__What is required__. Output the entries underneath exactly as they are.

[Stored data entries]
↓↓↓
use std::env;
use std::path::PathBuf;

use anyhow::{Context, Result};
use lexicon_db::{Dictionary, LoadMode, QueryFilters};

fn main() -> Result<()> {
    let path = env::args()
        .nth(1)
        .map(PathBuf::from)
        .context("usage: cargo run -p lexicon-db --example stats -- <dictionary-file>")?;

    let dict = Dictionary::load_with_mode(&path, LoadMode::Mmap)
        .with_context(|| format!("loading dictionary from {}", path.display()))?;

    let mut sense_count = 0usize;
    let mut busiest: Option<(&str, usize)> = None;
    for (key, senses) in dict.iter() {
        sense_count += senses.len();
        if busiest.is_none_or(|(_, n)| senses.len() > n) {
            busiest = Some((key, senses.len()));
        }
    }

    println!("Dictionary: {}", path.display());
    println!("Unique lines : {}", dict.keyword_count());
    println!("Definitions  : {}", dict.definition_count());
    println!("Headwords    : {}", dict.headword_count());
    println!("Senses       : {}", sense_count);
    if let Some((key, n)) = busiest {
        let distinct = dict
            .query(key, &QueryFilters {
                distinct: true,
                ..QueryFilters::default()
            })
            .len();
        println!("Most senses  : {key} ({n}, {distinct} distinct)");
    }

    Ok(())
}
↑↑↑
__Solution to the exercise__.
use std::env;
use std::path::PathBuf;

use anyhow::{Context, Result};
use lexicon_db::{Dictionary, LoadMode, QueryFilters};

fn main() -> Result<()> {
    let path = env::args()
        .nth(1)
        .map(PathBuf::from)
        .context("usage: cargo run -p lexicon-db --example stats -- <dictionary-file>")?;

    let dict = Dictionary::load_with_mode(&path, LoadMode::Mmap)
        .with_context(|| format!("loading dictionary from {}", path.display()))?;

    let mut sense_count = 0usize;
    let mut busiest: Option<(&str, usize)> = None;
    for (key, senses) in dict.iter() {
        sense_count += senses.len();
        if busiest.is_none_or(|(_, n)| senses.len() > n) {
            busiest = Some((key, senses.len()));
        }
    }

    println!("Dictionary: {}", path.display());
    println!("Unique lines : {}", dict.keyword_count());
    println!("Definitions  : {}", dict.definition_count());
    println!("Headwords    : {}", dict.headword_count());
    println!("Senses       : {}", sense_count);
    if let Some((key, n)) = busiest {
        let distinct = dict
            .query(key, &QueryFilters {
                distinct: true,
                ..QueryFilters::default()
            })
            .len();
        println!("Most senses  : {key} ({n}, {distinct} distinct)");
    }

    Ok(())
}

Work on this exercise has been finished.